En esta espacialidad orográfica, de dónde provino una de las definiciones simbólicas
de Quito, como el “hondón que favorece”, los recovecos, las quebradas, las interminables
gradas que llevan a los barrios de la montaña, nos dan una sensación de incertidumbre,
algo que podría llamarse un “síndrome laberíntico”, que sin embargo siempre tiene
salidas físicas y, con una apropiada toma de conciencia, salidas mentales y de comportamiento
si se aplica la auténtica tradición cultural de solidaridad, reciprocidad y correspondencia.
Para entender a los diversos personajes quiteños de los que hablo en mis
poemas, narraciones o videos, he realizado una investigación retrospectiva y procurado
ponerme en su lugar, con la pregunta obligatoria “¿qué recordaron cuando pensaron
en Quito?
Así aparecieron “Quilago la Mujer Solar”, “Cantuña”, “Las tribulaciones del
Creador Miguel de Santiago”, “Fábula del Soplador y la Bella”, Quiteña ilusión de
La Torera”, “Legarda: comprender es descifrar”, “Una vasta visión circular (acerca
de Hernando De la Cruz y Mariana de Jesús)” –inédito-. Y tantos otros temas abordados
en la Quitología.

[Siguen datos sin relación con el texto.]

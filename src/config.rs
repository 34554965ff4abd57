// Copyright (c) Anza Technology, Inc.
// SPDX-License-Identifier: Apache-2.0

//! Harness configuration.
//!
//! Configuration is read from a TOML file. Only the port and the list of
//! nodes are mandatory, everything else falls back to defaults that work
//! against the reference node implementation.
//!
//! ```toml
//! port = 8080
//!
//! [[nodes]]
//! name = "attacker"
//! ip = "10.0.0.1"
//!
//! [[nodes]]
//! name = "victim1"
//! ip = "10.0.0.2"
//!
//! [launch]
//! binary = "vulnCoin-server"
//!
//! [attack]
//! consensus_rounds = 15
//! ```

use std::net::{IpAddr, Ipv4Addr};
use std::path::Path;
use std::time::Duration;

use log::warn;
use serde::{Deserialize, Serialize};

use crate::HarnessError;
use crate::network::{MAX_COMMAND_BYTES, RECEIVE_BUFFER_SIZE};

/// Fewer pre-generated blocks than this may leave no node with two outputs to stake.
const MIN_SENSIBLE_PREGENERATED_BLOCKS: usize = 4;

/// Smallest command limit that still fits a `loadTransaction` with three full ids.
const MIN_COMMAND_BYTES: usize = 256;

/// Complete harness configuration, as stored in the config file.
#[derive(Clone, Debug, Serialize, Deserialize)]
pub struct HarnessConfig {
    /// Port all nodes listen on.
    pub port: u16,
    /// All nodes, the attacker first.
    pub nodes: Vec<NodeConfig>,
    /// How to start the node processes, `None` if they are started out of band.
    #[serde(default)]
    pub launch: Option<LaunchConfig>,
    #[serde(default)]
    pub channel: ChannelConfig,
    #[serde(default)]
    pub attack: AttackParams,
}

/// A single node, identified by login name and IP.
#[derive(Clone, Debug, Serialize, Deserialize)]
pub struct NodeConfig {
    /// Login name on the node's host, also used in log output.
    pub name: String,
    pub ip: IpAddr,
}

/// Remote process launch settings.
#[derive(Clone, Debug, Serialize, Deserialize)]
pub struct LaunchConfig {
    /// Node executable on the remote hosts.
    #[serde(default = "default_binary")]
    pub binary: String,
}

/// Limits and timeouts of the node channel.
#[derive(Clone, Debug, Serialize, Deserialize)]
#[serde(default)]
pub struct ChannelConfig {
    pub connect_timeout_ms: u64,
    /// Maximum wait for the first byte of a response.
    pub response_timeout_ms: u64,
    /// Once a response started, it is considered complete after this much silence.
    pub response_idle_ms: u64,
    pub max_command_bytes: usize,
    pub receive_buffer_bytes: usize,
}

/// Parameters of the attack run.
#[derive(Clone, Debug, Serialize, Deserialize)]
#[serde(default)]
pub struct AttackParams {
    /// Number of random blocks created before staking starts.
    pub pregenerated_blocks: usize,
    /// Number of consensus rounds to run.
    pub consensus_rounds: usize,
    /// Chain height every node reports right after starting.
    pub expected_initial_height: u64,
    /// Number of liveness polls before giving up on bootstrap.
    pub startup_attempts: usize,
    pub retry_delay_ms: u64,
    /// Delay between launching consecutive nodes.
    pub launch_stagger_ms: u64,
    /// Pause after each created transaction, so no two share a timestamp.
    pub transaction_pause_ms: u64,
    /// Pause after each pre-generated block.
    pub block_pause_ms: u64,
    /// Seed for the harness's randomness, random if not set.
    pub seed: Option<u64>,
}

fn default_binary() -> String {
    "vulnCoin-server".to_owned()
}

impl Default for LaunchConfig {
    fn default() -> Self {
        Self {
            binary: default_binary(),
        }
    }
}

impl Default for ChannelConfig {
    fn default() -> Self {
        Self {
            connect_timeout_ms: 5_000,
            response_timeout_ms: 30_000,
            response_idle_ms: 100,
            max_command_bytes: MAX_COMMAND_BYTES,
            receive_buffer_bytes: RECEIVE_BUFFER_SIZE,
        }
    }
}

impl ChannelConfig {
    #[must_use]
    pub const fn connect_timeout(&self) -> Duration {
        Duration::from_millis(self.connect_timeout_ms)
    }

    #[must_use]
    pub const fn response_timeout(&self) -> Duration {
        Duration::from_millis(self.response_timeout_ms)
    }

    #[must_use]
    pub const fn response_idle(&self) -> Duration {
        Duration::from_millis(self.response_idle_ms)
    }
}

impl Default for AttackParams {
    fn default() -> Self {
        Self {
            pregenerated_blocks: 10,
            consensus_rounds: 15,
            expected_initial_height: 1,
            startup_attempts: 5,
            retry_delay_ms: 2_000,
            launch_stagger_ms: 1_000,
            transaction_pause_ms: 1_000,
            block_pause_ms: 1_000,
            seed: None,
        }
    }
}

impl AttackParams {
    /// Parameters without any pauses, for driving in-memory nodes.
    #[must_use]
    pub fn without_delays() -> Self {
        Self {
            retry_delay_ms: 0,
            launch_stagger_ms: 0,
            transaction_pause_ms: 0,
            block_pause_ms: 0,
            ..Self::default()
        }
    }

    #[must_use]
    pub const fn retry_delay(&self) -> Duration {
        Duration::from_millis(self.retry_delay_ms)
    }

    #[must_use]
    pub const fn launch_stagger(&self) -> Duration {
        Duration::from_millis(self.launch_stagger_ms)
    }

    #[must_use]
    pub const fn transaction_pause(&self) -> Duration {
        Duration::from_millis(self.transaction_pause_ms)
    }

    #[must_use]
    pub const fn block_pause(&self) -> Duration {
        Duration::from_millis(self.block_pause_ms)
    }
}

impl HarnessConfig {
    /// Reads and validates the config file at `path`.
    ///
    /// # Errors
    ///
    /// Returns [`HarnessError::Config`] if the file cannot be read, parsed or is invalid.
    pub fn from_file(path: impl AsRef<Path>) -> Result<Self, HarnessError> {
        let path = path.as_ref();
        let contents = std::fs::read_to_string(path)
            .map_err(|err| HarnessError::Config(format!("{}: {err}", path.display())))?;
        Self::from_toml(&contents)
    }

    /// Parses and validates a config from TOML.
    ///
    /// # Errors
    ///
    /// Returns [`HarnessError::Config`] if parsing or validation fails.
    pub fn from_toml(contents: &str) -> Result<Self, HarnessError> {
        let config: Self =
            toml::from_str(contents).map_err(|err| HarnessError::Config(err.to_string()))?;
        config.validate()?;
        Ok(config)
    }

    /// Checks invariants the rest of the harness relies on.
    ///
    /// # Errors
    ///
    /// Returns [`HarnessError::EmptyFleet`] without nodes and
    /// [`HarnessError::Config`] for other unusable values.
    pub fn validate(&self) -> Result<(), HarnessError> {
        if self.nodes.is_empty() {
            return Err(HarnessError::EmptyFleet);
        }
        if self.port == 0 {
            return Err(HarnessError::Config("port must not be 0".into()));
        }
        if self.attack.startup_attempts == 0 {
            return Err(HarnessError::Config(
                "startup_attempts must be at least 1".into(),
            ));
        }
        if self.channel.max_command_bytes < MIN_COMMAND_BYTES {
            return Err(HarnessError::Config(format!(
                "max_command_bytes must be at least {MIN_COMMAND_BYTES}"
            )));
        }
        if self.channel.max_command_bytes >= self.channel.receive_buffer_bytes {
            return Err(HarnessError::Config(
                "max_command_bytes must be below receive_buffer_bytes".into(),
            ));
        }
        if self.attack.pregenerated_blocks < MIN_SENSIBLE_PREGENERATED_BLOCKS {
            warn!(
                "only {} pre-generated blocks, some nodes may have nothing to stake",
                self.attack.pregenerated_blocks
            );
        }
        Ok(())
    }

    /// Example config for three nodes on the local machine.
    #[must_use]
    pub fn template() -> Self {
        let localhost = IpAddr::V4(Ipv4Addr::LOCALHOST);
        let nodes = ["attacker", "victim1", "victim2"]
            .into_iter()
            .map(|name| NodeConfig {
                name: name.to_owned(),
                ip: localhost,
            })
            .collect();
        Self {
            port: 8080,
            nodes,
            launch: Some(LaunchConfig::default()),
            channel: ChannelConfig::default(),
            attack: AttackParams::default(),
        }
    }

    /// Serializes this config to TOML.
    ///
    /// # Errors
    ///
    /// Returns [`HarnessError::Config`] if serialization fails.
    pub fn to_toml(&self) -> Result<String, HarnessError> {
        toml::to_string(self).map_err(|err| HarnessError::Config(err.to_string()))
    }
}

#[cfg(test)]
mod tests {
    use super::*;

    #[test]
    fn minimal_config() {
        let config = HarnessConfig::from_toml(
            r#"
            port = 9000

            [[nodes]]
            name = "attacker"
            ip = "10.0.0.1"

            [[nodes]]
            name = "victim"
            ip = "10.0.0.2"
            "#,
        )
        .unwrap();
        assert_eq!(config.port, 9000);
        assert_eq!(config.nodes.len(), 2);
        assert_eq!(config.nodes[0].name, "attacker");
        assert!(config.launch.is_none());
        assert_eq!(config.attack.startup_attempts, 5);
        assert_eq!(config.attack.retry_delay(), Duration::from_secs(2));
        assert_eq!(config.channel.receive_buffer_bytes, RECEIVE_BUFFER_SIZE);
    }

    #[test]
    fn partial_sections() {
        let config = HarnessConfig::from_toml(
            r#"
            port = 9000

            [[nodes]]
            name = "attacker"
            ip = "127.0.0.1"

            [launch]

            [attack]
            consensus_rounds = 3
            seed = 42
            "#,
        )
        .unwrap();
        assert_eq!(config.launch.unwrap().binary, "vulnCoin-server");
        assert_eq!(config.attack.consensus_rounds, 3);
        assert_eq!(config.attack.pregenerated_blocks, 10);
        assert_eq!(config.attack.seed, Some(42));
    }

    #[test]
    fn reject_empty_fleet() {
        let res = HarnessConfig::from_toml("port = 9000\nnodes = []\n");
        assert!(matches!(res, Err(HarnessError::EmptyFleet)));
    }

    #[test]
    fn reject_port_zero() {
        let res = HarnessConfig::from_toml(
            "port = 0\n[[nodes]]\nname = \"a\"\nip = \"127.0.0.1\"\n",
        );
        assert!(matches!(res, Err(HarnessError::Config(_))));
    }

    #[test]
    fn command_limit_bounds() {
        let nodes = "port = 9000\n[[nodes]]\nname = \"a\"\nip = \"127.0.0.1\"\n";
        let config =
            HarnessConfig::from_toml(&format!("{nodes}[channel]\nmax_command_bytes = 1024\n"))
                .unwrap();
        assert_eq!(config.channel.max_command_bytes, 1024);

        for max in [64, 60_000] {
            let res =
                HarnessConfig::from_toml(&format!("{nodes}[channel]\nmax_command_bytes = {max}\n"));
            assert!(matches!(res, Err(HarnessError::Config(_))), "{max}");
        }
    }

    #[test]
    fn reject_garbage() {
        assert!(matches!(
            HarnessConfig::from_toml("port = \"x\""),
            Err(HarnessError::Config(_))
        ));
    }

    #[test]
    fn template_roundtrip() {
        let template = HarnessConfig::template();
        let toml = template.to_toml().unwrap();
        let parsed = HarnessConfig::from_toml(&toml).unwrap();
        assert_eq!(parsed.nodes.len(), 3);
        assert_eq!(parsed.port, template.port);
    }
}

Todos ellos nos aportaron identidad y pertenencia, una legitimación
tradicional y una cultura de referencia para nuestra “nación en ciernes”.
Tener los elementos de juicio para que podamos responder la pregunta de lo
que pensamos sobre Quito, nos llevaría a conocer esa cultura de referencia, dejando
de lado los estereotipos, estribillos y lugares comunes, que por largos años nos
han acompañado con su carga de inmovilismo, mantenimiento conservador de los prejuicios
y la aceptación conformista de la hibridez globalizada.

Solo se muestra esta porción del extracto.